The actor Andrew Garfield, who stars in the forthcoming Silence has spoken of how he joined his co-stars Liam Neeson and Adam Driver for a seven-day silent retreat before their portrayals of Jesuits in the Martin Scorcese film of Christianity’s beginnings in 17th-Century Japan.
“If I’d had 10 years, it wouldn’t have been enough to prepare for this role,” Garfield said of his time at the St Beuno retreat centre in Wales. “I got totally swept up in all things Jesuit and very taken with Jesuit spirituality…by the time we got to Taiwan, it was bursting out of me.”
Retreat
During the retreat, Garfield explained, he participated in the Spiritual Exercises of St Ignatius Loyola, which were devised in the 16th Century. “You enter into your imagination to accompany Jesus through his life from his conception to his crucifixion and resurrection.

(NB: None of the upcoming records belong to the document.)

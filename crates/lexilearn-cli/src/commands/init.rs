//! The `lexilearn init` command.

use std::path::Path;

use anyhow::Result;

pub fn execute() -> Result<()> {
    if Path::new("lexilearn.toml").exists() {
        println!("lexilearn.toml already exists, skipping.");
    } else {
        std::fs::write("lexilearn.toml", SAMPLE_CONFIG)?;
        println!("Created lexilearn.toml");
    }

    std::fs::create_dir_all("puzzles")?;
    let example_path = Path::new("puzzles/words.toml");
    if example_path.exists() {
        println!("puzzles/words.toml already exists, skipping.");
    } else {
        std::fs::write(example_path, EXAMPLE_PACK)?;
        println!("Created puzzles/words.toml");
    }

    println!("\nNext steps:");
    println!("  1. Edit lexilearn.toml to pick a provider and score store");
    println!("  2. Run: lexilearn validate --pack puzzles/words.toml");
    println!("  3. Run: lexilearn spell --pack puzzles/words.toml");

    Ok(())
}

const SAMPLE_CONFIG: &str = r#"# lexilearn configuration

user_id = "guest"
# user_name = "Sam"
success_delay_ms = 1000
puzzle_order = "round-robin"   # or "shuffle"
seed = 0

[provider]
type = "mock"
seed = 0

# [provider]
# type = "http"
# base_url = "http://localhost:3000"
# api_key = "${LEXILEARN_API_KEY}"

[score_store]
type = "file"
dir = "./lexilearn-data"
"#;

const EXAMPLE_PACK: &str = r#"[pack]
id = "animals"
name = "Animal Words"

[[puzzles]]
word = "CAT"
scrambled = "TCA"

[[puzzles]]
word = "DOG"
scrambled = "GDO"

[[puzzles]]
word = "FISH"
scrambled = "SHIF"

[[puzzles]]
id = "morning"
target = ["Wake up", "Brush teeth", "Eat breakfast", "Go to school"]
scramble = ["Eat breakfast", "Go to school", "Wake up", "Brush teeth"]
"#;
//! HTTP client for the buddy and story-generator endpoints.
//!
//! `POST {base}/api/ai-buddy` takes `{emotion, userName}` and answers
//! `{message}`. `POST {base}/api/story-generator` takes `{story}` and answers
//! `{summary, scrambledEvents, correctOrder}`.

use std::time::Duration;

use async_trait::async_trait;
use serde::{Deserialize, Serialize};
use tracing::instrument;

use lexilearn_core::model::StoryAnalysis;
use lexilearn_core::traits::{EncouragementProvider, EncouragementRequest, StoryAnalyzer};

use crate::error::{from_reqwest, from_response, ProviderError};

const DEFAULT_TIMEOUT_SECS: u64 = 30;

/// Client for the lexilearn API.
pub struct ApiProvider {
    base_url: String,
    api_key: Option<String>,
    timeout_secs: u64,
    client: reqwest::Client,
}

impl ApiProvider {
    pub fn new(base_url: &str, api_key: Option<String>) -> anyhow::Result<Self> {
        Self::with_timeout(base_url, api_key, DEFAULT_TIMEOUT_SECS)
    }

    pub fn with_timeout(
        base_url: &str,
        api_key: Option<String>,
        timeout_secs: u64,
    ) -> anyhow::Result<Self> {
        let client = reqwest::Client::builder()
            .timeout(Duration::from_secs(timeout_secs))
            .build()?;

        Ok(Self {
            base_url: base_url.trim_end_matches('/').to_string(),
            api_key,
            timeout_secs,
            client,
        })
    }

    async fn post<B, R>(&self, path: &str, body: &B) -> anyhow::Result<R>
    where
        B: Serialize + Sync,
        R: for<'de> Deserialize<'de>,
    {
        let mut request = self
            .client
            .post(format!("{}{path}", self.base_url))
            .header("content-type", "application/json")
            .json(body);
        if let Some(key) = &self.api_key {
            request = request.bearer_auth(key);
        }

        let response = request
            .send()
            .await
            .map_err(|e| from_reqwest(e, self.timeout_secs))?;

        if !response.status().is_success() {
            return Err(from_response(response).await.into());
        }

        let parsed = response.json::<R>().await.map_err(|e| {
            ProviderError::MalformedResponse(format!("failed to parse response: {e}"))
        })?;
        Ok(parsed)
    }
}

#[derive(Serialize)]
struct StoryRequest<'a> {
    story: &'a str,
}

#[derive(Deserialize)]
struct BuddyResponse {
    message: String,
}

#[async_trait]
impl EncouragementProvider for ApiProvider {
    fn name(&self) -> &str {
        "api"
    }

    #[instrument(skip(self, request), fields(mood = %request.mood))]
    async fn encourage(&self, request: &EncouragementRequest) -> anyhow::Result<String> {
        let response: BuddyResponse = self.post("/api/ai-buddy", request).await?;
        if response.message.trim().is_empty() {
            return Err(ProviderError::MalformedResponse("empty message".into()).into());
        }
        Ok(response.message)
    }
}

#[async_trait]
impl StoryAnalyzer for ApiProvider {
    fn name(&self) -> &str {
        "api"
    }

    #[instrument(skip(self, story), fields(chars = story.len()))]
    async fn analyze(&self, story: &str) -> anyhow::Result<StoryAnalysis> {
        let analysis: StoryAnalysis = self
            .post("/api/story-generator", &StoryRequest { story })
            .await?;
        analysis
            .to_puzzle("check")
            .map_err(|e| ProviderError::MalformedResponse(e.to_string()))?;
        Ok(analysis)
    }
}

#[cfg(test)]
mod tests {
    use super::*;
    use lexilearn_core::model::Mood;
    use wiremock::matchers::{body_json, header, method, path};
    use wiremock::{Mock, MockServer, ResponseTemplate};

    fn request() -> EncouragementRequest {
        EncouragementRequest {
            mood: Mood::Sad,
            user_name: "Sam".into(),
        }
    }

    fn events() -> Vec<&'static str> {
        vec!["a", "b", "c", "d", "e"]
    }

    #[tokio::test]
    async fn encouragement_round_trip() {
        let server = MockServer::start().await;

        Mock::given(method("POST"))
            .and(path("/api/ai-buddy"))
            .and(body_json(serde_json::json!({"emotion": "sad", "userName": "Sam"})))
            .respond_with(
                ResponseTemplate::new(200)
                    .set_body_json(serde_json::json!({"message": "You've got this!"})),
            )
            .mount(&server)
            .await;

        let provider = ApiProvider::new(&server.uri(), None).unwrap();
        let message = provider.encourage(&request()).await.unwrap();
        assert_eq!(message, "You've got this!");
    }

    #[tokio::test]
    async fn api_key_is_sent_as_bearer() {
        let server = MockServer::start().await;

        Mock::given(method("POST"))
            .and(path("/api/ai-buddy"))
            .and(header("authorization", "Bearer secret"))
            .respond_with(
                ResponseTemplate::new(200).set_body_json(serde_json::json!({"message": "hi"})),
            )
            .mount(&server)
            .await;

        let provider = ApiProvider::new(&server.uri(), Some("secret".into())).unwrap();
        assert_eq!(provider.encourage(&request()).await.unwrap(), "hi");
    }

    #[tokio::test]
    async fn server_error_is_api_error() {
        let server = MockServer::start().await;

        Mock::given(method("POST"))
            .and(path("/api/ai-buddy"))
            .respond_with(ResponseTemplate::new(500).set_body_string("Internal Server Error"))
            .mount(&server)
            .await;

        let provider = ApiProvider::new(&server.uri(), None).unwrap();
        let err = provider.encourage(&request()).await.unwrap_err();
        match err.downcast_ref::<ProviderError>() {
            Some(ProviderError::ApiError { status, message }) => {
                assert_eq!(*status, 500);
                assert_eq!(message, "Internal Server Error");
            }
            other => panic!("unexpected error: {other:?}"),
        }
    }

    #[tokio::test]
    async fn json_error_field_is_preferred() {
        let server = MockServer::start().await;

        Mock::given(method("POST"))
            .and(path("/api/story-generator"))
            .respond_with(
                ResponseTemplate::new(503).set_body_json(serde_json::json!({"error": "busy"})),
            )
            .mount(&server)
            .await;

        let provider = ApiProvider::new(&server.uri(), None).unwrap();
        let err = provider.analyze("story").await.unwrap_err();
        assert!(err.to_string().contains("busy"));
    }

    #[tokio::test]
    async fn story_round_trip() {
        let server = MockServer::start().await;

        let mut scrambled = events();
        scrambled.reverse();
        Mock::given(method("POST"))
            .and(path("/api/story-generator"))
            .and(body_json(serde_json::json!({"story": "Once upon a time"})))
            .respond_with(ResponseTemplate::new(200).set_body_json(serde_json::json!({
                "summary": "A short tale.",
                "scrambledEvents": scrambled,
                "correctOrder": events(),
            })))
            .mount(&server)
            .await;

        let provider = ApiProvider::new(&server.uri(), None).unwrap();
        let analysis = provider.analyze("Once upon a time").await.unwrap();
        assert_eq!(analysis.summary, "A short tale.");
        assert_eq!(analysis.scrambled_events[0], "e");
        assert_eq!(analysis.correct_order[0], "a");
    }

    #[tokio::test]
    async fn story_with_wrong_event_count_is_malformed() {
        let server = MockServer::start().await;

        Mock::given(method("POST"))
            .and(path("/api/story-generator"))
            .respond_with(ResponseTemplate::new(200).set_body_json(serde_json::json!({
                "summary": "Too short.",
                "scrambledEvents": ["b", "a"],
                "correctOrder": ["a", "b"],
            })))
            .mount(&server)
            .await;

        let provider = ApiProvider::new(&server.uri(), None).unwrap();
        let err = provider.analyze("story").await.unwrap_err();
        assert!(matches!(
            err.downcast_ref::<ProviderError>(),
            Some(ProviderError::MalformedResponse(_))
        ));
    }

    #[tokio::test]
    async fn unparseable_body_is_malformed() {
        let server = MockServer::start().await;

        Mock::given(method("POST"))
            .and(path("/api/ai-buddy"))
            .respond_with(ResponseTemplate::new(200).set_body_string("not json"))
            .mount(&server)
            .await;

        let provider = ApiProvider::new(&server.uri(), None).unwrap();
        let err = provider.encourage(&request()).await.unwrap_err();
        assert!(err.to_string().contains("malformed response"));
    }

    #[tokio::test]
    async fn unreachable_server_is_network_error() {
        let provider = ApiProvider::with_timeout("http://127.0.0.1:9", None, 2).unwrap();
        let err = provider.encourage(&request()).await.unwrap_err();
        assert!(matches!(
            err.downcast_ref::<ProviderError>(),
            Some(ProviderError::NetworkError(_)) | Some(ProviderError::Timeout(_))
        ));
    }
}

You are walking, talking, praying with Jesus, suffering with him. And it’s devastating to see someone who has been your friend, whom you love, be so brutalised.”
Silence stands as one of two faith-based films in which Andrew Garfield appears in 2017. In addition to Scorcese’s work, he also takes a lead role in Hacksaw Ridge, the WWII tale of Desmond Doss, a Christian pacifist who went on to win America’s Medal of Honour for his courage in rescuing fellow soldiers during the battle for Okinawa.